▶ _What you need to do_
When you reach the line containing "request, fully composed." in the entries below, start writing out each line exactly, and stop after the line containing "self.headers".

Dataset excerpts:
# # #

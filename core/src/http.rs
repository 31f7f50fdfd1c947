//! HTTP request and response values exchanged with a `Transport`.
//!
//! # Design
//! Requests and responses are plain data. `HttpHelper` builds an
//! `HttpRequest` without touching the network and hands it to a transport,
//! which returns an `HttpResponse` by value. Keeping the request as data makes
//! the facade deterministic: two builds from the same configuration compare
//! equal, and tests can inspect exactly what would be sent.

use std::collections::BTreeMap;
use std::fmt;

use serde::de::DeserializeOwned;
use serde::Serialize;

use crate::error::{BodyError, PayloadError};
use crate::headers::Headers;

/// Query parameters appended to the URL by the transport.
pub type Params = BTreeMap<String, String>;

/// Fields of an `application/x-www-form-urlencoded` body.
pub type FormData = BTreeMap<String, String>;

/// HTTP method for a request.
#[derive(Debug, Clone, Copy, PartialEq, Eq)]
pub enum HttpMethod {
    Get,
    Post,
    Put,
    Delete,
}

impl HttpMethod {
    pub fn as_str(self) -> &'static str {
        match self {
            HttpMethod::Get => "GET",
            HttpMethod::Post => "POST",
            HttpMethod::Put => "PUT",
            HttpMethod::Delete => "DELETE",
        }
    }
}

impl fmt::Display for HttpMethod {
    fn fmt(&self, f: &mut fmt::Formatter<'_>) -> fmt::Result {
        f.write_str(self.as_str())
    }
}

/// Body of a POST or PUT request.
///
/// Form data and JSON are mutually exclusive; a request carries at most one.
#[derive(Debug, Clone, Default, PartialEq)]
pub enum RequestBody {
    #[default]
    Empty,
    Form(FormData),
    Json(serde_json::Value),
}

impl RequestBody {
    /// Serialize `value` into a JSON body.
    pub fn json<T: Serialize + ?Sized>(value: &T) -> Result<Self, PayloadError> {
        serde_json::to_value(value)
            .map(RequestBody::Json)
            .map_err(PayloadError::Serialize)
    }

    /// Build a body from an optional form and an optional JSON value.
    ///
    /// Supplying both is rejected rather than resolved by precedence.
    pub fn from_parts(
        data: Option<FormData>,
        json: Option<serde_json::Value>,
    ) -> Result<Self, PayloadError> {
        match (data, json) {
            (None, None) => Ok(RequestBody::Empty),
            (Some(form), None) => Ok(RequestBody::Form(form)),
            (None, Some(value)) => Ok(RequestBody::Json(value)),
            (Some(_), Some(_)) => Err(PayloadError::Ambiguous),
        }
    }

    pub fn is_empty(&self) -> bool {
        matches!(self, RequestBody::Empty)
    }
}

/// A single request, fully composed.
///
/// `query` is only populated for GET and DELETE; `body` is only non-empty for
/// POST and PUT.
#[derive(Debug, Clone, PartialEq)]
pub struct HttpRequest {
    pub method: HttpMethod,
    pub url: String,
    pub query: Params,
    pub headers: Headers,
    pub body: RequestBody,
}

/// A response returned by a transport. Any status code is a valid response.
#[derive(Debug, Clone, PartialEq, Eq)]
pub struct HttpResponse {
    pub status: u16,
    pub headers: Vec<(String, String)>,
    pub body: Vec<u8>,
}

impl HttpResponse {
    pub fn is_success(&self) -> bool {
        (200..300).contains(&self.status)
    }

    /// First header value whose name matches ignoring ASCII case.
    pub fn header(&self, name: &str) -> Option<&str> {
        self.headers
            .iter()
            .find(|(existing, _)| existing.eq_ignore_ascii_case(name))
            .map(|(_, value)| value.as_str())
    }

    pub fn bytes(&self) -> &[u8] {
        &self.body
    }

    pub fn text(&self) -> Result<String, BodyError> {
        Ok(String::from_utf8(self.body.clone())?)
    }

    /// Parse the body as JSON into `T` (use `serde_json::Value` for an
    /// untyped view).
    pub fn json<T: DeserializeOwned>(&self) -> Result<T, BodyError> {
        Ok(serde_json::from_slice(&self.body)?)
    }
}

# # #

▶ _Task answer_
/// A single request, fully composed.
///
/// `query` is only populated for GET and DELETE; `body` is only non-empty for
/// POST and PUT.
#[derive(Debug, Clone, PartialEq)]
pub struct HttpRequest {
    pub method: HttpMethod,
    pub url: String,
    pub query: Params,
    pub headers: Headers,
    pub body: RequestBody,
}

/// A response returned by a transport. Any status code is a valid response.
#[derive(Debug, Clone, PartialEq, Eq)]
pub struct HttpResponse {
    pub status: u16,
    pub headers: Vec<(String, String)>,
    pub body: Vec<u8>,
}

impl HttpResponse {
    pub fn is_success(&self) -> bool {
        (200..300).contains(&self.status)
    }

    /// First header value whose name matches ignoring ASCII case.
    pub fn header(&self, name: &str) -> Option<&str> {
        self.headers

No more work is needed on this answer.